当初双方の事務所は否定していましたが、2012年に入るともはや既成事実化。

破局報道などもありましたがものともせず交際を継続。

上戸彩「大切な方からのものは…」(日刊スポーツ 2012年5月17日付)

上戸彩「はい」HIROと交際継続(日刊スポーツ 2012年9月5日付

そして、ついに二人は結婚に至ります。

上戸彩がEXILEのHIROと誕生日婚(日刊スポーツ 2012年9月14日付)

既に2011年から2012年にかけて、結婚は秒読みとまで報道されていたこともあってか、オスカープロモーションサイドとしては、「最悪の場合」に備えて準備を始めます。

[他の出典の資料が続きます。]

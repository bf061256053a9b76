//! Pitchlog CLI library
//!
//! EventDataset -> JSON | CSV | MessagePack+LZ4, with a SHA256 checksum of
//! the written file. Batch runs over a YAML manifest live in [`batch`].

pub mod batch;

use std::fs;
use std::path::Path;

use anyhow::{Context, Result};
use pitchlog_core::{DeserializerConfig, Event, EventDataset};
use serde::{Deserialize, Serialize};
use sha2::{Digest, Sha256};
use tracing::info;

pub use batch::{run_batch, BatchManifest, BatchOutcome, MatchEntry};

#[derive(Debug, Clone, Copy, PartialEq, Eq, Serialize, Deserialize)]
#[cfg_attr(feature = "cli", derive(clap::ValueEnum))]
#[serde(rename_all = "kebab-case")]
pub enum ExportFormat {
    Json,
    Csv,
    MsgpackLz4,
}

impl ExportFormat {
    pub fn extension(self) -> &'static str {
        match self {
            ExportFormat::Json => "json",
            ExportFormat::Csv => "csv",
            ExportFormat::MsgpackLz4 => "msgpack.lz4",
        }
    }
}

/// Export metadata
#[derive(Debug, Clone, Serialize, Deserialize)]
pub struct ExportMetadata {
    pub format: ExportFormat,
    /// SHA256 of the written file (hex)
    pub checksum: String,
    /// RFC3339
    pub created_at: String,
    pub size_bytes: u64,
    pub event_count: usize,
}

/// One CSV line per event.
#[derive(Debug, Serialize)]
struct EventRow<'a> {
    event_id: &'a str,
    period_id: u8,
    timestamp: f64,
    event_type: String,
    result: Option<&'static str>,
    team_id: &'a str,
    player_id: Option<&'a str>,
    ball_owning_team: Option<&'a str>,
    ball_state: &'static str,
    x: f64,
    y: f64,
    qualifiers: String,
}

impl<'a> From<&'a Event> for EventRow<'a> {
    fn from(event: &'a Event) -> Self {
        let qualifiers = event
            .qualifiers
            .iter()
            .filter_map(|q| serde_json::to_value(q).ok())
            .filter_map(|v| v.get("value").and_then(|v| v.as_str()).map(str::to_string))
            .collect::<Vec<_>>()
            .join("|");

        EventRow {
            event_id: &event.event_id,
            period_id: event.period_id,
            timestamp: event.timestamp,
            event_type: event.event_type().to_string(),
            result: event.result_code(),
            team_id: &event.team_id,
            player_id: event.player_id.as_deref(),
            ball_owning_team: event.ball_owning_team.as_deref(),
            ball_state: match event.ball_state {
                pitchlog_core::models::BallState::Alive => "alive",
                pitchlog_core::models::BallState::Dead => "dead",
            },
            x: event.coordinates.x,
            y: event.coordinates.y,
            qualifiers,
        }
    }
}

fn sha256_hex(bytes: &[u8]) -> String {
    let mut hasher = Sha256::new();
    hasher.update(bytes);
    format!("{:x}", hasher.finalize())
}

fn encode_csv(dataset: &EventDataset) -> Result<Vec<u8>> {
    let mut writer = csv::Writer::from_writer(Vec::new());
    for event in dataset.events() {
        writer
            .serialize(EventRow::from(event))
            .with_context(|| format!("Failed to write CSV row for event {}", event.event_id))?;
    }
    writer.into_inner().context("Failed to flush CSV")
}

fn encode_msgpack_lz4(dataset: &EventDataset) -> Result<Vec<u8>> {
    let value = serde_json::to_value(dataset).context("Failed to convert dataset to JSON")?;
    let msgpack_bytes = rmp_serde::to_vec(&value).context("Failed to serialize to MessagePack")?;
    Ok(lz4_flex::compress_prepend_size(&msgpack_bytes))
}

/// Encodes `dataset` in `format` and writes it to `out`.
pub fn export_dataset(
    dataset: &EventDataset,
    format: ExportFormat,
    out: &Path,
) -> Result<ExportMetadata> {
    let bytes = match format {
        ExportFormat::Json => {
            serde_json::to_vec_pretty(dataset).context("Failed to serialize to JSON")?
        }
        ExportFormat::Csv => encode_csv(dataset)?,
        ExportFormat::MsgpackLz4 => encode_msgpack_lz4(dataset)?,
    };

    if let Some(parent) = out.parent().filter(|p| !p.as_os_str().is_empty()) {
        fs::create_dir_all(parent)
            .with_context(|| format!("Failed to create output directory: {}", parent.display()))?;
    }
    fs::write(out, &bytes)
        .with_context(|| format!("Failed to write output file: {}", out.display()))?;

    info!(path = %out.display(), ?format, size = bytes.len(), "exported dataset");

    Ok(ExportMetadata {
        format,
        checksum: sha256_hex(&bytes),
        created_at: chrono::Utc::now().to_rfc3339(),
        size_bytes: bytes.len() as u64,
        event_count: dataset.len(),
    })
}

/// Without an output file only plain JSON can go to stdout, and there is
/// nothing to checksum.
pub fn ensure_stdout_export(format: ExportFormat, verify: bool) -> Result<()> {
    if format != ExportFormat::Json {
        anyhow::bail!("--format {} needs --out", format.extension());
    }
    if verify {
        anyhow::bail!("--verify needs --out");
    }
    Ok(())
}

/// Checks an exported file against its recorded checksum.
pub fn verify_export(path: &Path, expected_checksum: &str) -> Result<bool> {
    let bytes = fs::read(path)
        .with_context(|| format!("Failed to read export file: {}", path.display()))?;
    Ok(sha256_hex(&bytes) == expected_checksum)
}

/// Reads back a MessagePack+LZ4 export.
pub fn load_msgpack_lz4(path: &Path) -> Result<EventDataset> {
    let compressed = fs::read(path)
        .with_context(|| format!("Failed to read export file: {}", path.display()))?;
    let msgpack_bytes =
        lz4_flex::decompress_size_prepended(&compressed).context("Failed to decompress LZ4")?;
    let value: serde_json::Value =
        rmp_serde::from_slice(&msgpack_bytes).context("Failed to deserialize MessagePack")?;
    serde_json::from_value(value).context("Export does not contain an event dataset")
}

/// Config file (YAML) first, then command-line names on top.
pub fn resolve_config(
    config_file: Option<&Path>,
    event_types: &[String],
    coordinates: Option<&str>,
) -> Result<DeserializerConfig> {
    let mut config = match config_file {
        Some(path) => {
            let yaml = fs::read_to_string(path)
                .with_context(|| format!("Failed to read config file: {}", path.display()))?;
            DeserializerConfig::from_yaml_str(&yaml)
                .with_context(|| format!("Invalid config file: {}", path.display()))?
        }
        None => DeserializerConfig::default(),
    };

    let overrides = DeserializerConfig::from_names(Some(event_types), coordinates)?;
    if !event_types.is_empty() {
        config.event_types = overrides.event_types;
    }
    if coordinates.is_some() {
        config.coordinate_system = overrides.coordinate_system;
    }
    Ok(config)
}

/// JSON schema of [`EventDataset`].
pub fn dataset_schema() -> Result<String> {
    let schema = schemars::schema_for!(EventDataset);
    serde_json::to_string_pretty(&schema).context("Failed to serialize schema")
}


#[cfg(test)]
mod tests {
    use super::*;
    use pitchlog_core::io::FileLike;
    use pitchlog_core::models::EventType;
    use pitchlog_core::providers::instat;
    use tempfile::tempdir;

    fn sample_dataset() -> EventDataset {
        instat::load::<&str>(
            &FileLike::from(fixtures::LINEUP.as_bytes()),
            &FileLike::from(fixtures::EVENTS.as_bytes()),
            None,
            None,
        )
        .unwrap()
    }

    #[test]
    fn test_msgpack_export_round_trip_and_verify() -> Result<()> {
        let dataset = sample_dataset();
        let dir = tempdir()?;
        let out = dir.path().join("nested").join("match.msgpack.lz4");

        let meta = export_dataset(&dataset, ExportFormat::MsgpackLz4, &out)?;
        assert_eq!(meta.event_count, 4);
        assert_eq!(meta.size_bytes, fs::metadata(&out)?.len());
        assert!(verify_export(&out, &meta.checksum)?);
        assert!(!verify_export(&out, "0000")?);

        assert_eq!(load_msgpack_lz4(&out)?, dataset);
        Ok(())
    }

    #[test]
    fn test_csv_export_has_one_line_per_event() -> Result<()> {
        let dataset = sample_dataset();
        let dir = tempdir()?;
        let out = dir.path().join("match.csv");
        export_dataset(&dataset, ExportFormat::Csv, &out)?;

        let mut reader = csv::Reader::from_path(&out)?;
        let headers = reader.headers()?.clone();
        assert_eq!(&headers[3], "event_type");

        let records = reader.records().collect::<std::result::Result<Vec<_>, _>>()?;
        assert_eq!(records.len(), dataset.len());
        assert_eq!(&records[0][3], "PASS");
        assert_eq!(&records[0][4], "COMPLETE");
        assert_eq!(&records[2][3], "CARD");
        assert_eq!(&records[2][11], "FIRST_YELLOW");
        Ok(())
    }

    #[test]
    fn test_json_export_is_the_dataset() -> Result<()> {
        let dataset = sample_dataset();
        let dir = tempdir()?;
        let out = dir.path().join("match.json");
        export_dataset(&dataset, ExportFormat::Json, &out)?;

        let loaded: EventDataset = serde_json::from_slice(&fs::read(&out)?)?;
        assert_eq!(loaded.metadata().score.home, 1);
        assert_eq!(loaded.filter(EventType::Shot).count(), 1);
        Ok(())
    }

    #[test]
    fn test_flags_override_config_file() -> Result<()> {
        let dir = tempdir()?;
        let path = dir.path().join("config.yaml");
        fs::write(&path, "event_types: [pass, shot]\ncoordinate_system: opta\n")?;

        let config = resolve_config(Some(path.as_path()), &[], None)?;
        assert_eq!(config.event_types, vec![EventType::Pass, EventType::Shot]);

        let config = resolve_config(Some(path.as_path()), &["card".to_string()], Some("kloppy"))?;
        assert_eq!(config.event_types, vec![EventType::Card]);
        assert_eq!(config.coordinate_system, pitchlog_core::Provider::Kloppy);

        assert!(resolve_config(None, &["nonsense".to_string()], None).is_err());
        Ok(())
    }

    #[test]
    fn test_stdout_accepts_only_unverified_json() {
        assert!(ensure_stdout_export(ExportFormat::Json, false).is_ok());
        assert!(ensure_stdout_export(ExportFormat::Csv, false).is_err());
        assert!(ensure_stdout_export(ExportFormat::MsgpackLz4, false).is_err());
        assert!(ensure_stdout_export(ExportFormat::Json, true).is_err());
    }

    #[test]
    fn test_schema_names_the_dataset() -> Result<()> {
        let schema = dataset_schema()?;
        assert!(schema.contains("\"EventDataset\""));
        Ok(())
    }
}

特に、芸能界引退を上戸さんがほのめかした訳ではありませんが、今後結婚により引退、もしくはイメージの低下等という事態に備えて「上戸彩の後継者」の育成に急遽取りかかります。

そこでターゲットになったのが、売れ出したばかりの「剛力彩芽」を含めた「武井咲」「忽那汐里」の3人でした。

あらゆるCM、ドラマ、映画の出演に力が注がれ、一刻も早い成長が望まれたのです。

そう考えると、2012年に入りこの3人の露出度が急増したのには納得がいきます。

 

実際問題として、「剛力彩芽=ごり押し」がネット上で話題になりましたが、別に本人が「ごり押し」していたわけではありません。

非常にポジティブな性格として知られている剛力さんですが、さすがに最近では気にし始めたという記事も出てきています。

人気若手女優・剛力彩芽がバッシングにノイローゼ気味!?(日刊大衆 2014年5月4日)

確かに、上戸彩さんの後継者として押された他の2人、武井壮さんや忽那汐里さんに比べると、演技などの面では残念ながら後塵を拝している状態です。

さらには出演する作品自体が、人気コミックやアニメの過去作品の実写化が多く、ただでさえ批判をあびやすい状況にあります。

こうした中で、剛力という珍しい名前に引っかけられて「ごり押し」を連呼されるようになってしまった、ある種、気の毒な面もありますし、ネット上の意見にしても言い過ぎだろうというところも見受けられます。

今後どうするのかは事務所の方針等もあるでしょうから何ともいえませんが、演技力を磨いていくしかないように思います。

評価できるほどの演技力があれば、その威光が批判など打ち消してくれるのですから。